• EXERCISE DATA
=== Begin Enclosure ===

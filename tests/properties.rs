use facetscope::aggregate::{aggregate, resolve_series, GroupSpec, KeyRule, SeriesSelector, SeriesSource, ValueRule, ALL_SERIES, OTHER};
use facetscope::config::ExplorerConfig;
use facetscope::fetch::MemoryTransport;
use facetscope::filter::FilterState;
use facetscope::pagination::Pagination;
use facetscope::query::{encode, translate, QueryKey, MONTHS};
use facetscope::records::{Record, RecordKind};
use facetscope::registry::{lookup, ExplorerKind, Translation, DATASETS};
use facetscope::Explorer;
use rand::rngs::StdRng;
use rand::seq::SliceRandom;
use rand::{Rng, SeedableRng};
use serde_json::json;
use std::sync::Arc;

const KEYS: &[&str] = &["search", "eventType", "location", "month", "industry", "country", "roundType", "year", "investorType"];
const VALUES: &[&str] = &["all", "", "  ", "July", "Berlin", "Fintech", "2024", "ai", "Hackathon"];

fn random_filters(rng: &mut StdRng) -> FilterState {
    let mut f = FilterState::new();
    for key in KEYS {
        if rng.gen_bool(0.6) {
            f = f.set(key, VALUES.choose(rng).unwrap());
        }
    }
    f
}

fn explorer(kind: ExplorerKind) -> Explorer {
    let config = ExplorerConfig { api_base: "http://localhost/api".to_string(), ..Default::default() };
    Explorer::new(kind, &config, Arc::new(MemoryTransport::new())).unwrap()
}

#[test]
fn encoded_params_never_carry_unconstrained_filters() {
    let mut rng = StdRng::seed_from_u64(7);
    for _ in 0..500 {
        let filters = random_filters(&mut rng);
        let dataset = DATASETS.choose(&mut rng).unwrap();
        let pagination = Pagination::new(rng.gen_range(1..50)).go_to(rng.gen_range(-3..40));
        for (k, v) in encode(&filters, &pagination, dataset).iter() {
            assert!(!v.trim().is_empty(), "{} encoded blank", k);
            assert_ne!(v, "all", "{} encoded the sentinel", k);
        }
    }
}

#[test]
fn any_filter_or_dataset_change_resets_page() {
    let mut rng = StdRng::seed_from_u64(11);
    for kind in [ExplorerKind::Funding, ExplorerKind::Events, ExplorerKind::Rankings] {
        let mut e = explorer(kind);
        for _ in 0..200 {
            e.go_to_page(rng.gen_range(2..30));
            let key = *e.dataset().relevant_filter_keys.choose(&mut rng).unwrap();
            let value = *VALUES.choose(&mut rng).unwrap();
            if e.set_filter(key, value) {
                assert_eq!(e.pagination().page(), 1);
            }

            e.go_to_page(rng.gen_range(2..30));
            let tabs = e.tabs();
            let target = tabs.choose(&mut rng).unwrap();
            let changed = target.id != e.dataset().id;
            let before = e.pagination().page();
            e.select_dataset(target.id).unwrap();
            assert_eq!(e.pagination().page(), if changed { 1 } else { before });
        }
    }
}

#[test]
fn offset_is_derived_from_page_and_limit() {
    let mut rng = StdRng::seed_from_u64(3);
    for _ in 0..1000 {
        let p = Pagination::new(rng.gen_range(1..500)).go_to(rng.gen_range(-10..10_000));
        assert_eq!(p.offset(), (p.page() as u64 - 1) * p.limit() as u64);
    }
    assert_eq!(Pagination::new(20).go_to(3).offset(), 40);
}

#[test]
fn keys_equal_iff_dataset_page_and_projection_equal() {
    let mut rng = StdRng::seed_from_u64(19);
    for _ in 0..1000 {
        let (da, db) = (DATASETS.choose(&mut rng).unwrap(), DATASETS.choose(&mut rng).unwrap());
        let (pa, pb) = (Pagination::new(20).go_to(rng.gen_range(1..3)), Pagination::new(20).go_to(rng.gen_range(1..3)));
        let (fa, fb) = (random_filters(&mut rng), random_filters(&mut rng));
        let same_inputs = da.id == db.id
            && pa.page() == pb.page()
            && fa.project(da.relevant_filter_keys) == fb.project(db.relevant_filter_keys);
        assert_eq!(QueryKey::records(da, &pa, &fa) == QueryKey::records(db, &pb, &fb), same_inputs);
    }
}

#[test]
fn irrelevant_filter_change_keeps_key() {
    let d = lookup("european_events").unwrap();
    let p = Pagination::default();
    let base = FilterState::from_pairs(&[("month", "March")]);
    for value in VALUES {
        assert_eq!(QueryKey::records(d, &p, &base), QueryKey::records(d, &p, &base.set("eventType", value)));
    }
}

#[test]
fn month_translation_is_total() {
    for (i, m) in MONTHS.iter().enumerate() {
        assert_eq!(translate(Translation::MonthNumber, m), format!("{:02}", i + 1));
    }
    let mut rng = StdRng::seed_from_u64(5);
    for _ in 0..500 {
        let len = rng.gen_range(0..10);
        let s: String = (0..len).map(|_| rng.gen_range(b'a'..=b'z') as char).collect();
        if MONTHS.iter().any(|m| m.eq_ignore_ascii_case(&s)) {
            continue;
        }
        assert_eq!(translate(Translation::MonthNumber, &s), s);
    }
}

#[test]
fn aggregation_conserves_counts_and_caps() {
    let types = [Some("Conference"), Some("Meetup"), Some("Hackathon"), Some("Workshop"), Some("Summit"), Some(""), Some("null"), None];
    let mut rng = StdRng::seed_from_u64(23);
    for _ in 0..200 {
        let n = rng.gen_range(0..60);
        let records: Vec<Record> = (0..n)
            .map(|i| {
                let body = match types.choose(&mut rng).unwrap() {
                    Some(t) => json!({"id": i.to_string(), "eventType": t}),
                    None => json!({"id": i.to_string()}),
                };
                Record::decode(RecordKind::Event, body).unwrap()
            })
            .collect();
        let top_n = rng.gen_range(1..8);
        let spec = GroupSpec { key: KeyRule::Field("eventType"), value: ValueRule::Count, top_n };
        let series = aggregate(&records, &spec);

        let total: f64 = series.iter().map(|p| p.value).sum();
        assert_eq!(total as usize, records.len());
        assert!(series.len() <= top_n);
        let named: Vec<_> = series.iter().filter(|p| p.name != OTHER).collect();
        assert!(named.windows(2).all(|w| w[0].value >= w[1].value));
        assert!(series.iter().filter(|p| p.name == OTHER).count() <= 1);
    }
}

#[test]
fn empty_input_yields_empty_series() {
    for selector in ALL_SERIES {
        assert!(aggregate(&[], &selector.fallback_rule(10)).is_empty());
        let resolved = resolve_series(selector, None, &[], 10, false);
        assert!(resolved.points.is_empty());
        assert_eq!(resolved.source, SeriesSource::ClientFallback);
    }
}

#[test]
fn placeholder_series_only_in_demo_mode() {
    let demo = resolve_series(SeriesSelector::Industries, None, &[], 10, true);
    assert_eq!(demo.source, SeriesSource::Demo);
    assert!(!demo.points.is_empty());
    assert!(demo.points.iter().all(|p| p.name.ends_with("(demo)")));
}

=== End Enclosure ===

• PROBLEM REQUIREMENTS
Copy each entry exactly, leaving every line as it is.

• SOLUTION
filename tests/properties.rs
use facetscope::aggregate::{aggregate, resolve_series, GroupSpec, KeyRule, SeriesSelector, SeriesSource, ValueRule, ALL_SERIES, OTHER};
use facetscope::config::ExplorerConfig;
use facetscope::fetch::MemoryTransport;
use facetscope::filter::FilterState;
use facetscope::pagination::Pagination;
use facetscope::query::{encode, translate, QueryKey, MONTHS};
use facetscope::records::{Record, RecordKind};
use facetscope::registry::{lookup, ExplorerKind, Translation, DATASETS};
use facetscope::Explorer;
use rand::rngs::StdRng;
use rand::seq::SliceRandom;
use rand::{Rng, SeedableRng};
use serde_json::json;
use std::sync::Arc;

const KEYS: &[&str] = &["search", "eventType", "location", "month", "industry", "country", "roundType", "year", "investorType"];
const VALUES: &[&str] = &["all", "", "  ", "July", "Berlin", "Fintech", "2024", "ai", "Hackathon"];

fn random_filters(rng: &mut StdRng) -> FilterState {
    let mut f = FilterState::new();
    for key in KEYS {
        if rng.gen_bool(0.6) {
            f = f.set(key, VALUES.choose(rng).unwrap());
        }
    }
    f
}

fn explorer(kind: ExplorerKind) -> Explorer {
    let config = ExplorerConfig { api_base: "http://localhost/api".to_string(), ..Default::default() };
    Explorer::new(kind, &config, Arc::new(MemoryTransport::new())).unwrap()
}

#[test]
fn encoded_params_never_carry_unconstrained_filters() {
    let mut rng = StdRng::seed_from_u64(7);
    for _ in 0..500 {
        let filters = random_filters(&mut rng);
        let dataset = DATASETS.choose(&mut rng).unwrap();
        let pagination = Pagination::new(rng.gen_range(1..50)).go_to(rng.gen_range(-3..40));
        for (k, v) in encode(&filters, &pagination, dataset).iter() {
            assert!(!v.trim().is_empty(), "{} encoded blank", k);
            assert_ne!(v, "all", "{} encoded the sentinel", k);
        }
    }
}

#[test]
fn any_filter_or_dataset_change_resets_page() {
    let mut rng = StdRng::seed_from_u64(11);
    for kind in [ExplorerKind::Funding, ExplorerKind::Events, ExplorerKind::Rankings] {
        let mut e = explorer(kind);
        for _ in 0..200 {
            e.go_to_page(rng.gen_range(2..30));
            let key = *e.dataset().relevant_filter_keys.choose(&mut rng).unwrap();
            let value = *VALUES.choose(&mut rng).unwrap();
            if e.set_filter(key, value) {
                assert_eq!(e.pagination().page(), 1);
            }

            e.go_to_page(rng.gen_range(2..30));
            let tabs = e.tabs();
            let target = tabs.choose(&mut rng).unwrap();
            let changed = target.id != e.dataset().id;
            let before = e.pagination().page();
            e.select_dataset(target.id).unwrap();
            assert_eq!(e.pagination().page(), if changed { 1 } else { before });
        }
    }
}

#[test]
fn offset_is_derived_from_page_and_limit() {
    let mut rng = StdRng::seed_from_u64(3);
    for _ in 0..1000 {
        let p = Pagination::new(rng.gen_range(1..500)).go_to(rng.gen_range(-10..10_000));
        assert_eq!(p.offset(), (p.page() as u64 - 1) * p.limit() as u64);
    }
    assert_eq!(Pagination::new(20).go_to(3).offset(), 40);
}

#[test]
fn keys_equal_iff_dataset_page_and_projection_equal() {
    let mut rng = StdRng::seed_from_u64(19);
    for _ in 0..1000 {
        let (da, db) = (DATASETS.choose(&mut rng).unwrap(), DATASETS.choose(&mut rng).unwrap());
        let (pa, pb) = (Pagination::new(20).go_to(rng.gen_range(1..3)), Pagination::new(20).go_to(rng.gen_range(1..3)));
        let (fa, fb) = (random_filters(&mut rng), random_filters(&mut rng));
        let same_inputs = da.id == db.id
            && pa.page() == pb.page()
            && fa.project(da.relevant_filter_keys) == fb.project(db.relevant_filter_keys);
        assert_eq!(QueryKey::records(da, &pa, &fa) == QueryKey::records(db, &pb, &fb), same_inputs);
    }
}

#[test]
fn irrelevant_filter_change_keeps_key() {
    let d = lookup("european_events").unwrap();
    let p = Pagination::default();
    let base = FilterState::from_pairs(&[("month", "March")]);
    for value in VALUES {
        assert_eq!(QueryKey::records(d, &p, &base), QueryKey::records(d, &p, &base.set("eventType", value)));
    }
}

#[test]
fn month_translation_is_total() {
    for (i, m) in MONTHS.iter().enumerate() {
        assert_eq!(translate(Translation::MonthNumber, m), format!("{:02}", i + 1));
    }
    let mut rng = StdRng::seed_from_u64(5);
    for _ in 0..500 {
        let len = rng.gen_range(0..10);
        let s: String = (0..len).map(|_| rng.gen_range(b'a'..=b'z') as char).collect();
        if MONTHS.iter().any(|m| m.eq_ignore_ascii_case(&s)) {
            continue;
        }
        assert_eq!(translate(Translation::MonthNumber, &s), s);
    }
}

#[test]
fn aggregation_conserves_counts_and_caps() {
    let types = [Some("Conference"), Some("Meetup"), Some("Hackathon"), Some("Workshop"), Some("Summit"), Some(""), Some("null"), None];
    let mut rng = StdRng::seed_from_u64(23);
    for _ in 0..200 {
        let n = rng.gen_range(0..60);
        let records: Vec<Record> = (0..n)
            .map(|i| {
                let body = match types.choose(&mut rng).unwrap() {
                    Some(t) => json!({"id": i.to_string(), "eventType": t}),
                    None => json!({"id": i.to_string()}),
                };
                Record::decode(RecordKind::Event, body).unwrap()
            })
            .collect();
        let top_n = rng.gen_range(1..8);
        let spec = GroupSpec { key: KeyRule::Field("eventType"), value: ValueRule::Count, top_n };
        let series = aggregate(&records, &spec);

        let total: f64 = series.iter().map(|p| p.value).sum();
        assert_eq!(total as usize, records.len());
        assert!(series.len() <= top_n);
        let named: Vec<_> = series.iter().filter(|p| p.name != OTHER).collect();
        assert!(named.windows(2).all(|w| w[0].value >= w[1].value));
        assert!(series.iter().filter(|p| p.name == OTHER).count() <= 1);
    }
}

#[test]
fn empty_input_yields_empty_series() {
    for selector in ALL_SERIES {
        assert!(aggregate(&[], &selector.fallback_rule(10)).is_empty());
        let resolved = resolve_series(selector, None, &[], 10, false);
        assert!(resolved.points.is_empty());
        assert_eq!(resolved.source, SeriesSource::ClientFallback);
    }
}

#[test]
fn placeholder_series_only_in_demo_mode() {
    let demo = resolve_series(SeriesSelector::Industries, None, &[], 10, true);
    assert_eq!(demo.source, SeriesSource::Demo);
    assert!(!demo.points.is_empty());
    assert!(demo.points.iter().all(|p| p.name.ends_with("(demo)")));
}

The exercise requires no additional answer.